> Collected data entries:
%%
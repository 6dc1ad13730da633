//! HTTP CONNECT bridge.
//!
//! Runs an HTTP/1.1 server over any [`Listener`]. A CONNECT request is
//! answered with a bare `HTTP/1.1 200 OK\r\n\r\n`, after which the raw connection is taken back from
//! hyper and spliced onto the dialed upstream. Bytes hyper already read past
//! the request head are replayed to the upstream before relaying starts.

use std::{convert::Infallible, io, time::Duration};

use bytes::Bytes;
use http_body_util::Full;
use hyper::{
    Method, Request, Response, StatusCode, body::Incoming, header, server::conn::http1,
    service::service_fn,
};
use hyper_util::rt::TokioIo;
use tokio::io::{AsyncRead, AsyncWrite, AsyncWriteExt};

use crate::qtunnel::{
    net,
    relay::{RelayStats, relay},
    tunnel::listener::{Connection, Listener},
};

pub const METHOD_NOT_ALLOWED_BODY: &str = "this proxy only supports CONNECT passthrough";

#[derive(Debug, Clone, Copy)]
pub struct ConnectOptions {
    /// Upper bound for dialing the CONNECT target.
    pub dial_timeout: Duration,
}

impl Default for ConnectOptions {
    fn default() -> Self {
        Self {
            dial_timeout: Duration::from_secs(5),
        }
    }
}

/// Serve CONNECT requests on `ln` until its accept fails, returning that error.
pub async fn serve<L: Listener>(ln: &L, opts: ConnectOptions) -> anyhow::Error {
    loop {
        let conn = match ln.accept().await {
            Ok(c) => c,
            Err(err) => return err,
        };
        tokio::spawn(serve_conn(conn, opts));
    }
}

async fn serve_conn<C: Connection>(conn: C, opts: ConnectOptions) {
    let peer = conn.remote_addr();
    let io = TokioIo::new(conn);
    let svc = service_fn(move |req| handle::<C>(req, opts));

    // The success reply must be exactly the status line and a blank line.
    if let Err(err) = http1::Builder::new()
        .auto_date_header(false)
        .serve_connection(io, svc)
        .with_upgrades()
        .await
    {
        tracing::debug!(peer = ?peer, err = %err, "connect: http connection ended with error");
    }
}

async fn handle<C: Connection>(
    req: Request<Incoming>,
    opts: ConnectOptions,
) -> Result<Response<Full<Bytes>>, Infallible> {
    let user_agent = req
        .headers()
        .get(header::USER_AGENT)
        .and_then(|v| v.to_str().ok())
        .unwrap_or("")
        .to_string();
    tracing::info!(
        host = %req.uri(),
        method = %req.method(),
        user_agent = %user_agent,
        "connect: request"
    );

    if req.method() != Method::CONNECT {
        return Ok(text(StatusCode::METHOD_NOT_ALLOWED, METHOD_NOT_ALLOWED_BODY));
    }

    let Some(target) = req.uri().authority().map(|a| a.to_string()) else {
        return Ok(text(StatusCode::BAD_REQUEST, "CONNECT target must be host:port"));
    };

    let upstream = match net::dial_tcp(&target, opts.dial_timeout).await {
        Ok(c) => c,
        Err(err) => {
            tracing::warn!(target = %target, err = %err, "connect: upstream dial failed");
            return Ok(text(StatusCode::BAD_REQUEST, format!("{err:#}")));
        }
    };

    tokio::spawn(async move {
        let mut upstream = upstream;
        let upgraded = match hyper::upgrade::on(req).await {
            Ok(u) => u,
            Err(err) => {
                tracing::warn!(target = %target, err = %err, "connect: hijack failed");
                let _ = upstream.shutdown().await;
                return;
            }
        };
        let parts = match upgraded.downcast::<TokioIo<C>>() {
            Ok(p) => p,
            Err(_) => {
                tracing::warn!(target = %target, "connect: hijack not supported by connection");
                let _ = upstream.shutdown().await;
                return;
            }
        };

        match splice(parts.io.into_inner(), parts.read_buf, upstream).await {
            Ok(stats) => tracing::debug!(
                target = %target,
                up = stats.a_to_b,
                down = stats.b_to_a,
                "connect: tunnel closed"
            ),
            Err(err) => tracing::debug!(target = %target, err = %err, "connect: replay failed"),
        }
    });

    Ok(Response::new(Full::new(Bytes::new())))
}

/// Write the bytes the HTTP layer had read ahead, then relay `raw` and
/// `upstream`. The buffered bytes always precede anything read from `raw`.
pub async fn splice<R, U>(raw: R, buffered: Bytes, mut upstream: U) -> io::Result<RelayStats>
where
    R: AsyncRead + AsyncWrite + Send + Unpin + 'static,
    U: AsyncRead + AsyncWrite + Send + Unpin + 'static,
{
    let early = buffered.len() as u64;
    if early > 0 {
        if let Err(err) = upstream.write_all(&buffered).await {
            let _ = upstream.shutdown().await;
            return Err(err);
        }
    }
    let mut stats = relay(raw, upstream).await;
    stats.a_to_b += early;
    Ok(stats)
}

fn text(status: StatusCode, body: impl Into<Bytes>) -> Response<Full<Bytes>> {
    let mut resp = Response::new(Full::new(body.into()));
    *resp.status_mut() = status;
    resp.headers_mut().insert(
        header::CONTENT_TYPE,
        header::HeaderValue::from_static("text/plain; charset=utf-8"),
    );
    resp
}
%%
> TASK DETAILS: What are the lines from the one with "fn text(status: StatusCode, body: impl" through the end of the entries? Give them again exactly, both end lines included.

> TASK SOLUTION:
fn text(status: StatusCode, body: impl Into<Bytes>) -> Response<Full<Bytes>> {
    let mut resp = Response::new(Full::new(body.into()));
    *resp.status_mut() = status;
    resp.headers_mut().insert(
        header::CONTENT_TYPE,
        header::HeaderValue::from_static("text/plain; charset=utf-8"),
    );
    resp
}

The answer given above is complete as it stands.